Problem description: Could the lines from the one with "let can_save = !input.is_empty()" through the end of the listing be restated exactly, with nothing else included?

Data extract:
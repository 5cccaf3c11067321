use std::path::PathBuf;

use crate::app::MangaWorldApp;
use crate::settings::DbPathSource;
use crate::state::UiAction;

/// Render the Settings view.
pub fn show(ui: &mut egui::Ui, app: &mut MangaWorldApp) {
    ui.heading("Settings");
    ui.separator();
    ui.add_space(8.0);

    egui::ScrollArea::vertical().show(ui, |ui| {
        show_database_section(ui, app);
        ui.add_space(16.0);
        show_files_section(ui, app);
    });
}

fn show_database_section(ui: &mut egui::Ui, app: &mut MangaWorldApp) {
    ui.strong("Database");
    ui.add_space(4.0);

    ui.horizontal(|ui| {
        ui.label("In use:");
        ui.monospace(app.db_path.display().to_string());
        ui.weak(format!("({})", app.db_path_source));
    });

    ui.horizontal(|ui| {
        ui.label("Status:");
        if app.store.is_some() {
            ui.label(format!(
                "open, {} authors, {} works",
                app.catalog.authors.len(),
                app.catalog.works.len()
            ));
        } else {
            ui.colored_label(ui.visuals().error_fg_color, "not open");
        }
        if ui
            .add_enabled(app.store.is_some(), egui::Button::new("Reload"))
            .clicked()
        {
            app.actions.push(UiAction::Reload);
        }
    });

    ui.add_space(8.0);

    ui.horizontal(|ui| {
        ui.label("Database file:");
        ui.add(egui::TextEdit::singleline(&mut app.db_path_input).desired_width(320.0));
        if ui.button("Browse...").clicked()
            && let Some(path) = rfd::FileDialog::new()
                .add_filter("SQLite database", &["db", "sqlite", "sqlite3"])
                .set_file_name("catalog.db")
                .save_file()
        {
            app.db_path_input = path.display().to_string();
        }
    });

    let input = app.db_path_input.trim().to_string();
    let can_save = !input.is_empty() && PathBuf::from(&input) != app.db_path;
    ui.horizontal(|ui| {
        if ui.add_enabled(can_save, egui::Button::new("Save")).clicked() {
            app.actions.push(UiAction::SaveDatabasePath(PathBuf::from(input)));
        }
        ui.weak("Takes effect on next launch.");
    });

    if let DbPathSource::EnvVar(var) = &app.db_path_source {
        ui.add_space(4.0);
        ui.colored_label(
            ui.visuals().warn_fg_color,
            format!("${} is set and overrides the saved path.", var),
        );
    }
}

fn show_files_section(ui: &mut egui::Ui, app: &mut MangaWorldApp) {
    ui.strong("Files");
    ui.add_space(4.0);

    ui.horizontal(|ui| {
        ui.label("Settings file:");
        ui.monospace(app.settings_file.display().to_string());
    });
}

Output of the exercise:
    let can_save = !input.is_empty() && PathBuf::from(&input) != app.db_path;
    ui.horizontal(|ui| {
        if ui.add_enabled(can_save, egui::Button::new("Save")).clicked() {
            app.actions.push(UiAction::SaveDatabasePath(PathBuf::from(input)));
        }
        ui.weak("Takes effect on next launch.");
    });

    if let DbPathSource::EnvVar(var) = &app.db_path_source {
        ui.add_space(4.0);
        ui.colored_label(
            ui.visuals().warn_fg_color,
            format!("${} is set and overrides the saved path.", var),
        );
    }
}

fn show_files_section(ui: &mut egui::Ui, app: &mut MangaWorldApp) {
    ui.strong("Files");
    ui.add_space(4.0);

    ui.horizontal(|ui| {
        ui.label("Settings file:");
        ui.monospace(app.settings_file.display().to_string());
    });
}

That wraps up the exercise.